Boombox Blitz: STF re-stages heartbreak as sci-fi wet dream in ‘Lookalike’

The pop newcomer enjoys a sci-fi rearrangement of his pain, calling out his ex-lover.

Welcome to Boombox Blitz, an artist spotlight series showcasing overlooked singers, songwriters and musicians who are quietly taking over the world.

Heartbreak is the most universal avenues of pain. Our porcelain heart shatters across the hardwood, shards scattering in dark red spools. We pick up the pieces, lick our wounds and attempt to move on with our lives, as impossible as it might seem. The sun and moon continue to play peek-a-boo up and over the horizon, time a relentless force as it carves out more distance between who we were and who we are now. But one fleeting glance of an ex-lover from across the room can send you spiraling out of control and back down the crag of dejection. Pop outsider Stefan Poole spins like a top on the concrete with his debut single. “Lookalike” is a slice of pure heaven and evokes the ’80s dance-club scene as a mechanism to process and cope.

Going by his stage name STF (pronounced “Stef”), Poole unthreads his emotions in a flurry of lasers, beady body sweat and the blinding surrealism of the dance floor. “Said no one would love me like you do / Never knew those words could come so cheap to you,” he manages to sputter out on the opening lyric, collecting himself up off the ground before unboxing a 1-2 sucker punch. He goes for a knockout on the hook, exposing his lover’s proclivity for fake, second rate lovers, “Annotation, he’s not the real me, baby / Congratulations, you found a knock-off of me / Wasting all your love on a lookalike.”
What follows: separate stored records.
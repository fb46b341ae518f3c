use crate::broker::EventBroker;
use crate::error::Result;
use crate::kv::{AtomicScript, KeyValueStore};
use crate::models::CounterSyncRecord;
use async_trait::async_trait;
use std::sync::Arc;
use std::time::Duration;

/// Destination of flushed counter values
#[async_trait]
pub trait CounterSink: Send + Sync {
    fn name(&self) -> &'static str;

    async fn write(&self, records: &[CounterSyncRecord]) -> Result<()>;
}

/// Writes counters straight into the key-value store
pub struct KvCounterSink {
    store: Arc<dyn KeyValueStore>,
    expiry: Duration,
}

impl KvCounterSink {
    pub fn new(store: Arc<dyn KeyValueStore>, expiry: Duration) -> Self {
        Self { store, expiry }
    }
}

/// Set `record.value`; a new key also gets `expiry`, an existing one keeps its TTL
pub(crate) async fn write_counter(
    store: &dyn KeyValueStore,
    record: &CounterSyncRecord,
    expiry: Duration,
) -> Result<()> {
    store
        .eval(
            AtomicScript::SetCounter,
            &[record.key.clone()],
            &[record.value.to_string(), expiry.as_secs().max(1).to_string()],
        )
        .await?;
    Ok(())
}

#[async_trait]
impl CounterSink for KvCounterSink {
    fn name(&self) -> &'static str {
        "kv"
    }

    async fn write(&self, records: &[CounterSyncRecord]) -> Result<()> {
        for record in records {
            write_counter(self.store.as_ref(), record, self.expiry).await?;
        }
        Ok(())
    }
}

/// Publishes counters to the counter topic
pub struct BrokerCounterSink {
    broker: Arc<dyn EventBroker>,
    topic: String,
}

impl BrokerCounterSink {
    pub fn new(broker: Arc<dyn EventBroker>, topic: impl Into<String>) -> Self {
        Self {
            broker,
            topic: topic.into(),
        }
    }
}

#[async_trait]
impl CounterSink for BrokerCounterSink {
    fn name(&self) -> &'static str {
        "broker"
    }

    async fn write(&self, records: &[CounterSyncRecord]) -> Result<()> {
        for record in records {
            let payload = record.encode()?;
            match self.broker.publish(&self.topic, payload).await {
                Ok(_) => crate::metrics::record_publish(&self.topic, "success"),
                Err(e) => {
                    crate::metrics::record_publish(&self.topic, "failure");
                    return Err(e);
                }
            }
        }
        Ok(())
    }
}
Unsurprisingly, Poole draws upon a wealth of his own agony and experience. “After my last relationship ended, I went to my ex’s Facebook page and found out that she was already dating somebody new, and this guy was basically my doppelgänger — same haircut, same facial hair and style. And I thought, ‘You couldn’t have me, so you found the closest thing,'” he recalls.
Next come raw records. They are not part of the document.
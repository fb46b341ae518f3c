// Event-sourced strategy tests

use likebridge::broker::InMemoryBroker;
use likebridge::error::LikeBridgeError;
use likebridge::kv::{InMemoryKvStore, KeyScheme, KeyValueStore};
use likebridge::models::{LikeEvent, LikeEventKind};
use likebridge::service::{EventSourcedLikeService, LikeService};
use std::sync::Arc;
use std::time::Duration;

#[cfg(test)]
mod event_sourced_tests {
    use super::*;

    const TOPIC: &str = "thumb-topic";

    fn service(kv: &Arc<InMemoryKvStore>, broker: &Arc<InMemoryBroker>) -> EventSourcedLikeService {
        EventSourcedLikeService::new(
            kv.clone(),
            broker.clone(),
            KeyScheme::new("thumb"),
            TOPIC.to_string(),
        )
    }

    async fn events(broker: &InMemoryBroker) -> Vec<LikeEvent> {
        broker
            .published(TOPIC)
            .await
            .iter()
            .map(|payload| LikeEvent::decode(payload).unwrap())
            .collect()
    }

    #[tokio::test]
    async fn test_like_publishes_incr() {
        let kv = Arc::new(InMemoryKvStore::new());
        let broker = Arc::new(InMemoryBroker::new());
        let service = service(&kv, &broker);

        assert!(service.like(1, 10).await.unwrap());
        assert!(service.has_liked(1, 10).await.unwrap());

        let published = events(&broker).await;
        assert_eq!(published.len(), 1);
        assert_eq!((published[0].actor_id, published[0].subject_id), (1, 10));
        assert_eq!(published[0].kind, LikeEventKind::Incr);
    }

    #[tokio::test]
    async fn test_unlike_publishes_decr() {
        let kv = Arc::new(InMemoryKvStore::new());
        let broker = Arc::new(InMemoryBroker::new());
        let service = service(&kv, &broker);

        service.like(1, 10).await.unwrap();
        assert!(service.unlike(1, 10).await.unwrap());
        assert!(!service.has_liked(1, 10).await.unwrap());

        let published = events(&broker).await;
        assert_eq!(published.len(), 2);
        assert_eq!(published[1].kind, LikeEventKind::Decr);
        assert!(published[0].event_time <= published[1].event_time);
    }

    #[tokio::test]
    async fn test_conflicts_publish_nothing() {
        let kv = Arc::new(InMemoryKvStore::new());
        let broker = Arc::new(InMemoryBroker::new());
        let service = service(&kv, &broker);

        assert!(matches!(
            service.unlike(1, 10).await,
            Err(LikeBridgeError::Conflict(_))
        ));
        service.like(1, 10).await.unwrap();
        assert!(matches!(
            service.like(1, 10).await,
            Err(LikeBridgeError::Conflict(_))
        ));
        assert_eq!(events(&broker).await.len(), 1);
    }

    #[tokio::test]
    async fn test_publish_refused_rolls_back_mark() {
        let kv = Arc::new(InMemoryKvStore::new());
        let broker = Arc::new(InMemoryBroker::new());
        let service = service(&kv, &broker);
        broker.set_unavailable(true);

        assert!(matches!(
            service.like(1, 10).await,
            Err(LikeBridgeError::Delivery(_))
        ));
        assert!(!kv.hexists("thumb:1", "10").await.unwrap());

        // The mark is restored, so a retry can succeed
        broker.set_unavailable(false);
        assert!(service.like(1, 10).await.unwrap());
    }

    #[tokio::test]
    async fn test_unlike_refused_restores_mark() {
        let kv = Arc::new(InMemoryKvStore::new());
        let broker = Arc::new(InMemoryBroker::new());
        let service = service(&kv, &broker);

        service.like(1, 10).await.unwrap();
        broker.set_unavailable(true);
        assert!(service.unlike(1, 10).await.is_err());
        assert!(kv.hexists("thumb:1", "10").await.unwrap());
    }

    #[tokio::test]
    async fn test_async_delivery_failure_rolls_back() {
        let kv = Arc::new(InMemoryKvStore::new());
        let broker = Arc::new(InMemoryBroker::new());
        let service = service(&kv, &broker);
        broker.fail_async_publishes(true);

        // Accepted by the broker, so the call itself succeeds
        assert!(service.like(1, 10).await.unwrap());

        let mut marked = true;
        for _ in 0..50 {
            marked = kv.hexists("thumb:1", "10").await.unwrap();
            if !marked {
                break;
            }
            tokio::time::sleep(Duration::from_millis(10)).await;
        }
        assert!(!marked);
    }

    #[tokio::test]
    async fn test_invalid_ids_rejected() {
        let kv = Arc::new(InMemoryKvStore::new());
        let broker = Arc::new(InMemoryBroker::new());
        assert!(matches!(
            service(&kv, &broker).like(1, 0).await,
            Err(LikeBridgeError::InvalidParameter(_))
        ));
        assert!(events(&broker).await.is_empty());
    }
}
His emotional journey far from over, the newcomer allows himself a second to breathe in his past for one last parting gift. The visual (directed by Andrew LaDon) is an enchanting sci-fi, gender-flipped update to the timeless Frankenstein myth, wielding a Star Trek skin and a vibrant wash of neons and glowing outlines. “Although ‘Lookalike’ comes from a real life story, the music video was a chance for Andre and I to indulge our inner sci-fi nerds. I’m just amazed it came out so incredible considering the whole thing was just us two,” says Poole, who once starred as the backing band in Glee. “The first question people ask is ‘what was budget?’ or ‘how big was the crew?,’ but really, it was just me and Andre. I hired a few people, rented out a couple studios, and the rest was his genius.”

“Lookalike,” an impressive first outing, is the kind of gripping fantasy that makes no-names arena-selling superstars.